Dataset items
------------------------------------

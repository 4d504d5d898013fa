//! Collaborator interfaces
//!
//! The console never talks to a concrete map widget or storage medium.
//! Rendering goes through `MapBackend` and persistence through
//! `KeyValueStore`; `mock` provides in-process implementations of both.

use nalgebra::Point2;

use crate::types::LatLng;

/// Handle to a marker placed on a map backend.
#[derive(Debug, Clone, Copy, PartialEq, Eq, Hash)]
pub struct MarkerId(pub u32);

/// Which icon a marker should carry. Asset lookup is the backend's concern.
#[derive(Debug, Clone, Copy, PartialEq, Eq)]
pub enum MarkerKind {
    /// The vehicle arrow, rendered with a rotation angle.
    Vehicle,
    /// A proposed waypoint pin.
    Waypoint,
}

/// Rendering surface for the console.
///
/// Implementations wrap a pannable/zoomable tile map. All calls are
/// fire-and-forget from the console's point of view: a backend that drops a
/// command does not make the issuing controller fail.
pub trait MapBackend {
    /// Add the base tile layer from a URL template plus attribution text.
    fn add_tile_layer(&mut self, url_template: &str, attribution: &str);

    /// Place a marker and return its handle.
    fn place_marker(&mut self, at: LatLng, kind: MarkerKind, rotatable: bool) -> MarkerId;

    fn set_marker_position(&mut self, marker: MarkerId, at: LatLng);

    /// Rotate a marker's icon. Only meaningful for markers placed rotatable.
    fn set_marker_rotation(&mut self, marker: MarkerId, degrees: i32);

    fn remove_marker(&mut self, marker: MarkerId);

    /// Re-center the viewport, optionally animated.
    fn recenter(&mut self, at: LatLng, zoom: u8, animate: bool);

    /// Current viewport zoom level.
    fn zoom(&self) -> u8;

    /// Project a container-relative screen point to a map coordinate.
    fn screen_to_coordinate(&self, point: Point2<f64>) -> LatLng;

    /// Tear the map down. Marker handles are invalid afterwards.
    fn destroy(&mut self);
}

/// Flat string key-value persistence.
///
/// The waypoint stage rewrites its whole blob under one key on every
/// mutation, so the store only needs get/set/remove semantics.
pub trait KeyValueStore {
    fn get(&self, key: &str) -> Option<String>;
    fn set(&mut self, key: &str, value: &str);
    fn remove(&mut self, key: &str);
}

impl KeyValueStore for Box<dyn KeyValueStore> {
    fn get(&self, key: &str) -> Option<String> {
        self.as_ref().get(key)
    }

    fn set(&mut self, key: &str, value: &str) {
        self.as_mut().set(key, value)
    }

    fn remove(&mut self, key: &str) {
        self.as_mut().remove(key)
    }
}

------------------------------------

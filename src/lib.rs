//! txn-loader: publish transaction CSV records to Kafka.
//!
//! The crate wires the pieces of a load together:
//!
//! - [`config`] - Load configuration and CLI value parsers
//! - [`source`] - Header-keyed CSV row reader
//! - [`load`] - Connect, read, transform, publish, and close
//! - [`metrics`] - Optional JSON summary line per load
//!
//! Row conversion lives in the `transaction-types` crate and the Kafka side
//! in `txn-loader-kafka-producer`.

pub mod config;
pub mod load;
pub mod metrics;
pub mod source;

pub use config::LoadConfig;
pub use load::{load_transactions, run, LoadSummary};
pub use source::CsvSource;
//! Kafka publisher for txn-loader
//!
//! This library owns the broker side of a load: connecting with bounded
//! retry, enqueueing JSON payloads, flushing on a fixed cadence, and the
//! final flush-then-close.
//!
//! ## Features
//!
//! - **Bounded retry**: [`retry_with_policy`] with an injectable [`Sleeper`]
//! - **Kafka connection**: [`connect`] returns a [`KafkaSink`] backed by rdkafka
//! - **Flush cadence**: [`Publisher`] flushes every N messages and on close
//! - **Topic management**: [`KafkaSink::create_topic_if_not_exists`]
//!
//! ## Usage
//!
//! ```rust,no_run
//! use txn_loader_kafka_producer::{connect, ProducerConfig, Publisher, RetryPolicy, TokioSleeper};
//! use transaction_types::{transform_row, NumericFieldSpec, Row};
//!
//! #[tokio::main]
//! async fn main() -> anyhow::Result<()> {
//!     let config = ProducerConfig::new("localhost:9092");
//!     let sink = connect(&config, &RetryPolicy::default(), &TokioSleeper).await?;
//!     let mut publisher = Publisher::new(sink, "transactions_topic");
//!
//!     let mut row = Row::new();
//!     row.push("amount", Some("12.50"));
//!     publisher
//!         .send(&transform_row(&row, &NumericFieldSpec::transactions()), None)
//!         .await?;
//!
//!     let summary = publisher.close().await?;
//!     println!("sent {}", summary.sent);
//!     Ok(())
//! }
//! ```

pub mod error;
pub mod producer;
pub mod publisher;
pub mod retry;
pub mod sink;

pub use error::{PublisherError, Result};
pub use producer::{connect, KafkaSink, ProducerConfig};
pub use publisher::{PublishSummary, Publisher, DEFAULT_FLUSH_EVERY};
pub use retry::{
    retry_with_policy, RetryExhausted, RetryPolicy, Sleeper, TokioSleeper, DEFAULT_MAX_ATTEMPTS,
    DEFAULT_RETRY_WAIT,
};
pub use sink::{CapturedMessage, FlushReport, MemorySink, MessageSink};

------------------------------------

From the entries above, copy every line where the word "placed" shows up.

§ Answer to this task:
/// Handle to a marker placed on a map backend.
    /// Rotate a marker's icon. Only meaningful for markers placed rotatable.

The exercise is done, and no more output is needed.